EXERCISE BRIEF: For the data below, please report each line where the word "counted" is found.

Dataset entries:
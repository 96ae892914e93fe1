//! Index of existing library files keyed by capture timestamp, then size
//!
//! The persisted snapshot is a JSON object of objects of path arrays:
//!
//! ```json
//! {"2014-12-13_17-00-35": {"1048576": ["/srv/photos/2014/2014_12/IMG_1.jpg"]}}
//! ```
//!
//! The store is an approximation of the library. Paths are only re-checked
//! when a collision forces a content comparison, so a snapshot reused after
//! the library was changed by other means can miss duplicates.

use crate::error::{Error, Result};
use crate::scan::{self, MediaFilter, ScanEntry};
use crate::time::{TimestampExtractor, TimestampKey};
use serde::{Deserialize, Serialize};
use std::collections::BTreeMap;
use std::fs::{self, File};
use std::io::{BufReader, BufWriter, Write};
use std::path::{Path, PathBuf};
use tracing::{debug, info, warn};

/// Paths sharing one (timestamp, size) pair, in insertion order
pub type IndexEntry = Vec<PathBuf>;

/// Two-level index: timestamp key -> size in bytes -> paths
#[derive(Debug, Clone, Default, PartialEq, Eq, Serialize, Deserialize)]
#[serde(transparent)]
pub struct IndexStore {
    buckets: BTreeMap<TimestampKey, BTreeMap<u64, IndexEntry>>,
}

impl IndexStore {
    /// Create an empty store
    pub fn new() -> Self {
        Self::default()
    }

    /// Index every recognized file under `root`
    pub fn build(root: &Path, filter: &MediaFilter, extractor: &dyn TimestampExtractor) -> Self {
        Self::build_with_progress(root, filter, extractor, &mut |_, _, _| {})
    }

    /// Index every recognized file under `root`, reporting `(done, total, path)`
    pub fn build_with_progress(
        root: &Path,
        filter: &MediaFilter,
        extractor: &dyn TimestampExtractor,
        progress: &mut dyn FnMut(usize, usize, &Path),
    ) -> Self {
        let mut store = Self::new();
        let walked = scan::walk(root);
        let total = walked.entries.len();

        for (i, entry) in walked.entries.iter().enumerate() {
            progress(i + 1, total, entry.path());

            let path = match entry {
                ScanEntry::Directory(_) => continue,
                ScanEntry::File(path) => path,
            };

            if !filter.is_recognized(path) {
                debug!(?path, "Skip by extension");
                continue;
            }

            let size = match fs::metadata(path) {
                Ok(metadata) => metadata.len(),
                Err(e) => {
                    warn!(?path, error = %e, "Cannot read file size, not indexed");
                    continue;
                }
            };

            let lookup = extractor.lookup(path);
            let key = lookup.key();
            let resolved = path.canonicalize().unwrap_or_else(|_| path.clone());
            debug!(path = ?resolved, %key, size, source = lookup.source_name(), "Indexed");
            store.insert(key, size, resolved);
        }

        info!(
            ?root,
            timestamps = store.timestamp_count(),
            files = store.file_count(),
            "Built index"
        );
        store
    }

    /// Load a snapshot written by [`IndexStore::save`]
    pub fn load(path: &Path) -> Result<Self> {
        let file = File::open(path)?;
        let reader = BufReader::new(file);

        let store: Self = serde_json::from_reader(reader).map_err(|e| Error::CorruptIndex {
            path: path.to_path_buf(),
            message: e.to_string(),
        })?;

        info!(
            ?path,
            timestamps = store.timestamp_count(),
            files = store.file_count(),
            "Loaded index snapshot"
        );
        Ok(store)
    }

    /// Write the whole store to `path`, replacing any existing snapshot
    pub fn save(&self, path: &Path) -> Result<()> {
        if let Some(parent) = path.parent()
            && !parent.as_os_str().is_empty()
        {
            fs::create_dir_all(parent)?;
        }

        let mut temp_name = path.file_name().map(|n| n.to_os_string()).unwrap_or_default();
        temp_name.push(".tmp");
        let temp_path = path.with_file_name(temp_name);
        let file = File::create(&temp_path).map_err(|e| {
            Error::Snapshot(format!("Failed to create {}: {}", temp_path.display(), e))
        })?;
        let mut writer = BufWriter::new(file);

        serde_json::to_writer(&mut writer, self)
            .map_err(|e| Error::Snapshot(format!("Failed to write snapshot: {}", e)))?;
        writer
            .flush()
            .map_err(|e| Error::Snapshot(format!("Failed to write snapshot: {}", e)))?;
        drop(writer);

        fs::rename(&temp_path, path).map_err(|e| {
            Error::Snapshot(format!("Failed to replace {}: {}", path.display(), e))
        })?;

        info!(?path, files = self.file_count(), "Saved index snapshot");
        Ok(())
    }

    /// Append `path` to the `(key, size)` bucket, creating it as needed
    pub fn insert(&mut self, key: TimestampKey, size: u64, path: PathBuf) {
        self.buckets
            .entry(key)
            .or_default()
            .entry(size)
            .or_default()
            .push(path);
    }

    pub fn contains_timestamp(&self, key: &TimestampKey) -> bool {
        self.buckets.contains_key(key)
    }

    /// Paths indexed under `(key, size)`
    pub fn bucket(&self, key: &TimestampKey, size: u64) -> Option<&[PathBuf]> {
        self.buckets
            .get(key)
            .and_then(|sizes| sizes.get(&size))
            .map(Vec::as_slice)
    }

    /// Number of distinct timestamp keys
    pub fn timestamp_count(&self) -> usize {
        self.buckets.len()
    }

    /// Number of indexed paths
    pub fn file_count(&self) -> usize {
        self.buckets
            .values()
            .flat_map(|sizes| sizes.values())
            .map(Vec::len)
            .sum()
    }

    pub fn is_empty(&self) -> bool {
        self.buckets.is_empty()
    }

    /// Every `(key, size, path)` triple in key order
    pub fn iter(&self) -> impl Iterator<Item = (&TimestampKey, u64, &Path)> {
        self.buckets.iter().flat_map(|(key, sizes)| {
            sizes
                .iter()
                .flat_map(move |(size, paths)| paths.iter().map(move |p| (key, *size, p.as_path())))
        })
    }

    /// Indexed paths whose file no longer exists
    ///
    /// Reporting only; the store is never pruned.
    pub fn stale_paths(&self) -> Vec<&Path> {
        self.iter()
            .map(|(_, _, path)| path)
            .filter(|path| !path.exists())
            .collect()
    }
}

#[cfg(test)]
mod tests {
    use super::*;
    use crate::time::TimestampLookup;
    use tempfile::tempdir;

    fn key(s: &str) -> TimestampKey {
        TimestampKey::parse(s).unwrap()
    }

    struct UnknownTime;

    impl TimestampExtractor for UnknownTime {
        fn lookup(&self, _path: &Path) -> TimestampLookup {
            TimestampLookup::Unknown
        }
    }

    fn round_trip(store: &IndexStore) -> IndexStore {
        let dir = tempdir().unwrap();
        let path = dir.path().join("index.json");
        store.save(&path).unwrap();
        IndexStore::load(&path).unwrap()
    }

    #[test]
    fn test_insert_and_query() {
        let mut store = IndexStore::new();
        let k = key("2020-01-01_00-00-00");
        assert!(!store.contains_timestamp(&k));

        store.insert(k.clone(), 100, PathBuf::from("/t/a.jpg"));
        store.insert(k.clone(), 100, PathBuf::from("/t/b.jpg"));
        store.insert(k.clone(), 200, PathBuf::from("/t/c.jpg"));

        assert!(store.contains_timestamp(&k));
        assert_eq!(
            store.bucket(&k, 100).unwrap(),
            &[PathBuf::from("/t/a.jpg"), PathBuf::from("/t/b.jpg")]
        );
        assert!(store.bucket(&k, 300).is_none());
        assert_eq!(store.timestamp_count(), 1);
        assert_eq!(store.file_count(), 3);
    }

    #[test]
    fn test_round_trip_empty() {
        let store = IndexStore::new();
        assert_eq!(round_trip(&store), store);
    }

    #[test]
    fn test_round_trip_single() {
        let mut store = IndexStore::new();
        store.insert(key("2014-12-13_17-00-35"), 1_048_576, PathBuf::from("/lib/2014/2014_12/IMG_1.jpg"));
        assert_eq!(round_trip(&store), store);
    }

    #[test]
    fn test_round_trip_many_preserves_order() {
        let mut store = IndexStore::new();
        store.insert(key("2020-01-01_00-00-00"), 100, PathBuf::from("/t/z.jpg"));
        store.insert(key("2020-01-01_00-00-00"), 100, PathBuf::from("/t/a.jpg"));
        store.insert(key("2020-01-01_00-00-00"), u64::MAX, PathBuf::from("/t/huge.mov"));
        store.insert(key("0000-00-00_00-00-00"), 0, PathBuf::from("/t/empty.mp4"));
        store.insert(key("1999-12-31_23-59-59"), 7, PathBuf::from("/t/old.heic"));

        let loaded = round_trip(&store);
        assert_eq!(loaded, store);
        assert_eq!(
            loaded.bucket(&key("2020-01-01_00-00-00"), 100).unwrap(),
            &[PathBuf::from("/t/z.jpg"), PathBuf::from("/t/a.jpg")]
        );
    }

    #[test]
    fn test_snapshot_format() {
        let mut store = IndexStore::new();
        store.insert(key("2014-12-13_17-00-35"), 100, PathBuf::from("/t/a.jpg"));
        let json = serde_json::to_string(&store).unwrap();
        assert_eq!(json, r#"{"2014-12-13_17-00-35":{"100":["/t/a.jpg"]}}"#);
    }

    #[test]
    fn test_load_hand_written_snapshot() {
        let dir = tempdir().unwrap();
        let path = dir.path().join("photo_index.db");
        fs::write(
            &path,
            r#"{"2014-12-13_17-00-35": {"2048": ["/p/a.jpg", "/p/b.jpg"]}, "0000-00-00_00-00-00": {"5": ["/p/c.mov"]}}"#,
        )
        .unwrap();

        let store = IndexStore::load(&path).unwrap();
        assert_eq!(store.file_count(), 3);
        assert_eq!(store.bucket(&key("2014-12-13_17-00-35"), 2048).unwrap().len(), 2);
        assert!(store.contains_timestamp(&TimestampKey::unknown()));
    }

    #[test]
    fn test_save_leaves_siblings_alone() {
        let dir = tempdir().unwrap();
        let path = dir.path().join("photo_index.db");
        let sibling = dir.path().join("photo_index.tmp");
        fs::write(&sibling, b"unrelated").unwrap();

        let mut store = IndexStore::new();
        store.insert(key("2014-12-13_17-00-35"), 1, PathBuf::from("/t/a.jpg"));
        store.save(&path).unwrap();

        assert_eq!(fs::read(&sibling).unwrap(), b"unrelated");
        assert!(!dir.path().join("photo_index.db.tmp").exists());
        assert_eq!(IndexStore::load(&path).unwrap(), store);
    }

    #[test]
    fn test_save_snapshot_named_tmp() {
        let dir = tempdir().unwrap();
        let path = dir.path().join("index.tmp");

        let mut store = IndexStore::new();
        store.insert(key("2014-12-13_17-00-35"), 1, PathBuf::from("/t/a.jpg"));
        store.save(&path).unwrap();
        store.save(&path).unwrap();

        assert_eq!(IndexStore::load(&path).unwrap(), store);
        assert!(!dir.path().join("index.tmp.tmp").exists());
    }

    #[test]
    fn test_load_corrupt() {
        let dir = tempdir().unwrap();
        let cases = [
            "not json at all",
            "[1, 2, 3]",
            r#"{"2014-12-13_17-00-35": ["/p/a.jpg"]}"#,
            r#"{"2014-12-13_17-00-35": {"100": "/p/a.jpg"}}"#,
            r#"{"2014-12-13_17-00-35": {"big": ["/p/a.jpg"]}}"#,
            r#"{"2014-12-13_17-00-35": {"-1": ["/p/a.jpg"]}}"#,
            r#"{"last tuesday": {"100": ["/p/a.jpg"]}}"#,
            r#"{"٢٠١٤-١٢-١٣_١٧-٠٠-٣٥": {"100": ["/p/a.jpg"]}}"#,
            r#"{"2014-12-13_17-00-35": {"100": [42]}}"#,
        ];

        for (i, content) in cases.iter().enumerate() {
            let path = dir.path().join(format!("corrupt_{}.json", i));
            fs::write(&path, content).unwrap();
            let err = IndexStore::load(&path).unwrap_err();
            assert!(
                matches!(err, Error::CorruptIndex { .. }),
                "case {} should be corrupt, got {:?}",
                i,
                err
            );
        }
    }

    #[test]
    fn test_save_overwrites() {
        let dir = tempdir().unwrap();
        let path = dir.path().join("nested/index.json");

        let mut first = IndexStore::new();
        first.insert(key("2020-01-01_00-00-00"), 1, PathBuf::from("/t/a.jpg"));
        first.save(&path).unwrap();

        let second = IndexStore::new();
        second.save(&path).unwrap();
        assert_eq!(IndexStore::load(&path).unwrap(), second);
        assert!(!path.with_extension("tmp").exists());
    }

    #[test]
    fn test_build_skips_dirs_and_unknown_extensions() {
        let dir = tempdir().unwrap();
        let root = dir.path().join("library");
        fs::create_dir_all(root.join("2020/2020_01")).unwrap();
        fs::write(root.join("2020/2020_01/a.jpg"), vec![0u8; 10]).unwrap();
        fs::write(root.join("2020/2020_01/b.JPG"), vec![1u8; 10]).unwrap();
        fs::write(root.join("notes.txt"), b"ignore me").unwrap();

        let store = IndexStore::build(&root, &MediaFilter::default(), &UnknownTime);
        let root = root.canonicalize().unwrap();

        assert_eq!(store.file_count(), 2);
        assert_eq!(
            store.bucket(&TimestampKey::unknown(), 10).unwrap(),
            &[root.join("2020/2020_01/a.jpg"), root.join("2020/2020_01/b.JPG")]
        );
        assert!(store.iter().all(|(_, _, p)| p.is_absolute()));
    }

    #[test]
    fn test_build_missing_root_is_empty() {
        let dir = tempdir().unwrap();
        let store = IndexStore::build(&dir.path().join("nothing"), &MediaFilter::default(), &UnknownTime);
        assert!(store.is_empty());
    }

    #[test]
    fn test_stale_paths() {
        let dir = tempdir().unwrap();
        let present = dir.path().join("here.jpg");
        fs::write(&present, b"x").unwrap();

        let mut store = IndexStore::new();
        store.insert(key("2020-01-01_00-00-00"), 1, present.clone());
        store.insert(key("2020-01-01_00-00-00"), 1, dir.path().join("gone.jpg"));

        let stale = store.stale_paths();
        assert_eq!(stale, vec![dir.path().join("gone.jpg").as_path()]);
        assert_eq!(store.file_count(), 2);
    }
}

* * *

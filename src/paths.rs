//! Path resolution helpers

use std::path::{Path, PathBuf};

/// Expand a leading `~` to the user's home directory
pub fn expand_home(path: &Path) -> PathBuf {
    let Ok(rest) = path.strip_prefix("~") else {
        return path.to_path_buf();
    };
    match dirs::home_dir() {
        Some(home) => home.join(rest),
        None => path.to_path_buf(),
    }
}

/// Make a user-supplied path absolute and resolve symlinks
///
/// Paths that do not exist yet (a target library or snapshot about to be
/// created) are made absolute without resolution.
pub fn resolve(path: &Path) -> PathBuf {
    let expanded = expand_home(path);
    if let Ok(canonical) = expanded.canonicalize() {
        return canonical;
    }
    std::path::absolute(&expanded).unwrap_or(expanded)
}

...

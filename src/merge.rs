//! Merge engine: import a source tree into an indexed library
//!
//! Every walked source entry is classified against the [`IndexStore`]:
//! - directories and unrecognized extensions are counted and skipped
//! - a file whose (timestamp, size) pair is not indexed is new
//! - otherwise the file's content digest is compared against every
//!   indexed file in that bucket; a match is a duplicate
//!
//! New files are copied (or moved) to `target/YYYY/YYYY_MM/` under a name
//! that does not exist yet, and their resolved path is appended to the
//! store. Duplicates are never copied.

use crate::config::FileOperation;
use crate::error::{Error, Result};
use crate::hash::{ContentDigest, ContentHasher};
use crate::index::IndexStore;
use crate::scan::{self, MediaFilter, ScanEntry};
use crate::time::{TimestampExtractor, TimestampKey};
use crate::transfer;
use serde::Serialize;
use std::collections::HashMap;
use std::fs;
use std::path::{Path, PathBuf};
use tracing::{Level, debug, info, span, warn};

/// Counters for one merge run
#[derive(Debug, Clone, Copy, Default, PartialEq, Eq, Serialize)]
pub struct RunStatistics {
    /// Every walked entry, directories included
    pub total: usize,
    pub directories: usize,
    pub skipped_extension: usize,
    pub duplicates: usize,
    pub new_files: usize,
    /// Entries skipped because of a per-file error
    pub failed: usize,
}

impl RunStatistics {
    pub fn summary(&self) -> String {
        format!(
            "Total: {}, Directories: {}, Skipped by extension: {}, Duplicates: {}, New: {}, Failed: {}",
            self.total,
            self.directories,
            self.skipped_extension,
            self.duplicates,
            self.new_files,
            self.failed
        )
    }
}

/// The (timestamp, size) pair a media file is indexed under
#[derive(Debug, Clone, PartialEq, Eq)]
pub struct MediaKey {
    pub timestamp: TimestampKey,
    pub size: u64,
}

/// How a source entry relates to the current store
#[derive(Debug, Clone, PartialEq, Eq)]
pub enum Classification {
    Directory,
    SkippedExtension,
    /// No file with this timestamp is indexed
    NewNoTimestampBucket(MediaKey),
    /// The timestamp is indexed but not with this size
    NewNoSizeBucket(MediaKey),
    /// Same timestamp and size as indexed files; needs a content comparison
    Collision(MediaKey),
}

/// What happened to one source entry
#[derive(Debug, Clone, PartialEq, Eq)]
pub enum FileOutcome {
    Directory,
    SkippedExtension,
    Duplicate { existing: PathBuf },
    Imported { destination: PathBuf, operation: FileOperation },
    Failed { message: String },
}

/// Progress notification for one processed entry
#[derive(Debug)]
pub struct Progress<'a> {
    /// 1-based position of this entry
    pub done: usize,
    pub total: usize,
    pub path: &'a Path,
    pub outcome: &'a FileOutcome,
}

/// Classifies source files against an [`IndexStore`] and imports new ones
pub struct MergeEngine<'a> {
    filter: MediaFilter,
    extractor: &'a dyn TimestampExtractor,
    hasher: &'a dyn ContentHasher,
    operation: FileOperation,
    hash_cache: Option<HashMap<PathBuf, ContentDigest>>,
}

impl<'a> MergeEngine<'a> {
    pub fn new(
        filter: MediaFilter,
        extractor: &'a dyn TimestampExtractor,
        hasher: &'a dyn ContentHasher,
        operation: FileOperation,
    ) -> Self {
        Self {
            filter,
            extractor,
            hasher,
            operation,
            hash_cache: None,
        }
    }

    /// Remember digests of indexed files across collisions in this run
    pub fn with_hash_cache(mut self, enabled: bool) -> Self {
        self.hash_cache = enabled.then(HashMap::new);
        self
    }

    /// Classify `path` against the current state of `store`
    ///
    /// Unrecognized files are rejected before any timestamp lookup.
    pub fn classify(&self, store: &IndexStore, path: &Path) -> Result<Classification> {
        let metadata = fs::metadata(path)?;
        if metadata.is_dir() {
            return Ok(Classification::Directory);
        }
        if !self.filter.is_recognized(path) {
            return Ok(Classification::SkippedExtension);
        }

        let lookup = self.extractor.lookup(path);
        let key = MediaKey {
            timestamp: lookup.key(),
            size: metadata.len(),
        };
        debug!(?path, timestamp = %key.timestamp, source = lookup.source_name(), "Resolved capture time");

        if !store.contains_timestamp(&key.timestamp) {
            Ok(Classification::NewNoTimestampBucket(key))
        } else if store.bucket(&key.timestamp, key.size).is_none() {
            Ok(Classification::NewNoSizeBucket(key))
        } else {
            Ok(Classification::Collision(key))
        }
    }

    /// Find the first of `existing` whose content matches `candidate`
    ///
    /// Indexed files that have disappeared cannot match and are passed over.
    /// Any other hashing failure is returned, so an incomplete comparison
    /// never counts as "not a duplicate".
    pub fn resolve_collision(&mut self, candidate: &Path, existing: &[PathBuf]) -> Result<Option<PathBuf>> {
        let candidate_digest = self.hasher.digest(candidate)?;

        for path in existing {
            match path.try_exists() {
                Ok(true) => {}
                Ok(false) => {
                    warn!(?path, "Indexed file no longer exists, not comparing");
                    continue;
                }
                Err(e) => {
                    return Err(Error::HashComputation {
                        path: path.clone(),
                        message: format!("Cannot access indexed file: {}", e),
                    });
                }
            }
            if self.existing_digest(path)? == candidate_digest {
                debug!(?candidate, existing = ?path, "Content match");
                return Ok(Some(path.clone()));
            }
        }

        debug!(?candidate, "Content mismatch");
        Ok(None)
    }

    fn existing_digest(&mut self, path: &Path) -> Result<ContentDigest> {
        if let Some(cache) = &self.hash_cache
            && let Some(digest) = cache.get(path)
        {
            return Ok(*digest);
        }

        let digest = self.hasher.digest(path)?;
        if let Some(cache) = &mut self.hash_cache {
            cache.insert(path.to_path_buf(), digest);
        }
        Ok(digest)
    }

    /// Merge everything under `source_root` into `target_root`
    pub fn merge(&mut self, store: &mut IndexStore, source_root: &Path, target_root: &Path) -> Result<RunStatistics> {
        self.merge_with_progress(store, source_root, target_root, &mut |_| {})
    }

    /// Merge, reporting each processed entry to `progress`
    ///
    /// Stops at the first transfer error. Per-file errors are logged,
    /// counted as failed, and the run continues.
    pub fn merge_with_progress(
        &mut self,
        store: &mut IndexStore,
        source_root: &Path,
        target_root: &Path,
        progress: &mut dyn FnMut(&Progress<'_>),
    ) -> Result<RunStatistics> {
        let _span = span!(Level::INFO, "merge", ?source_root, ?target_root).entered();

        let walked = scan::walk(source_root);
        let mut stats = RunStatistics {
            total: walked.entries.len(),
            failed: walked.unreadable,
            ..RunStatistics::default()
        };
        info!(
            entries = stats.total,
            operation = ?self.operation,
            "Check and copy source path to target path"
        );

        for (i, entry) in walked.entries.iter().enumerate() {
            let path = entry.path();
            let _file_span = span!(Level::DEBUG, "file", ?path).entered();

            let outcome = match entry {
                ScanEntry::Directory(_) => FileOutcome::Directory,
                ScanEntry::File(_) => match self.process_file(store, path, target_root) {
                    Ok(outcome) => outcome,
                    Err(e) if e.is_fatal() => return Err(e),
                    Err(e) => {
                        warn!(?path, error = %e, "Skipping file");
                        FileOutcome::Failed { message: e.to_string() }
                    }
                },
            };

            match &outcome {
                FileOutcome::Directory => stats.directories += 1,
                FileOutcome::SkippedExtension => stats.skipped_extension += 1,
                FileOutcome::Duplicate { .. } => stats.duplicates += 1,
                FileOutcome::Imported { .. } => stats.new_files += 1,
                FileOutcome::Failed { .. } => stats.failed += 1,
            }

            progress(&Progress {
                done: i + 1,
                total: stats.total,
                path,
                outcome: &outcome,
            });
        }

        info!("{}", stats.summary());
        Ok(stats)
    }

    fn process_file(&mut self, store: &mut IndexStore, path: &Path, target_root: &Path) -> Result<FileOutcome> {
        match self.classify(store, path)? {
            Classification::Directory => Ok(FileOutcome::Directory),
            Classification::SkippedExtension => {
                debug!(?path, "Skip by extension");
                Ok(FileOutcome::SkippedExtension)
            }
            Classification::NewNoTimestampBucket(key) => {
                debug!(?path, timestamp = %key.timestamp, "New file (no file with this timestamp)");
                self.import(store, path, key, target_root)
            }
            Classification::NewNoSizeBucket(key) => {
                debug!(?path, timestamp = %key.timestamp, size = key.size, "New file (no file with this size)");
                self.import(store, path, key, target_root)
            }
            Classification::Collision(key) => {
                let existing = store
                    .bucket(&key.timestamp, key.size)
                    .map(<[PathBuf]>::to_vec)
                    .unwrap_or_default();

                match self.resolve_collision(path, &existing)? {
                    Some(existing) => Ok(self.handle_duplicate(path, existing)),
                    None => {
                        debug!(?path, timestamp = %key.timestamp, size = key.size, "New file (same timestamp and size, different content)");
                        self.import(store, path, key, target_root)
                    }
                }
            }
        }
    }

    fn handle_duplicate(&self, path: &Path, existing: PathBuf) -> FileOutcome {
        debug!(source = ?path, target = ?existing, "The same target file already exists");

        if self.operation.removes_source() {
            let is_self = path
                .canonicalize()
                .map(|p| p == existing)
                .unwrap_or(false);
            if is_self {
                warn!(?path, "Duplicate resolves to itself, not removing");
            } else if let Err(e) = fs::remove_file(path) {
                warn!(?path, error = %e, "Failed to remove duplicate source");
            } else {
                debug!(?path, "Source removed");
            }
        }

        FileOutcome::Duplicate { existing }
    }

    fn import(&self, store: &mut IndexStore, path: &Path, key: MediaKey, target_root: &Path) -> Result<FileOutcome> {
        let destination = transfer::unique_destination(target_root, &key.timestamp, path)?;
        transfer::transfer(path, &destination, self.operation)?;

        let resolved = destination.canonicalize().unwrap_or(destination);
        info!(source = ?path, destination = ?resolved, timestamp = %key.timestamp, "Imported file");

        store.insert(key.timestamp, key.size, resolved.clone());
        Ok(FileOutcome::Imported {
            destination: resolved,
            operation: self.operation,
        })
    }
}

TASK RESPONSE:
//! - directories and unrecognized extensions are counted and skipped
    /// counted as failed, and the run continues.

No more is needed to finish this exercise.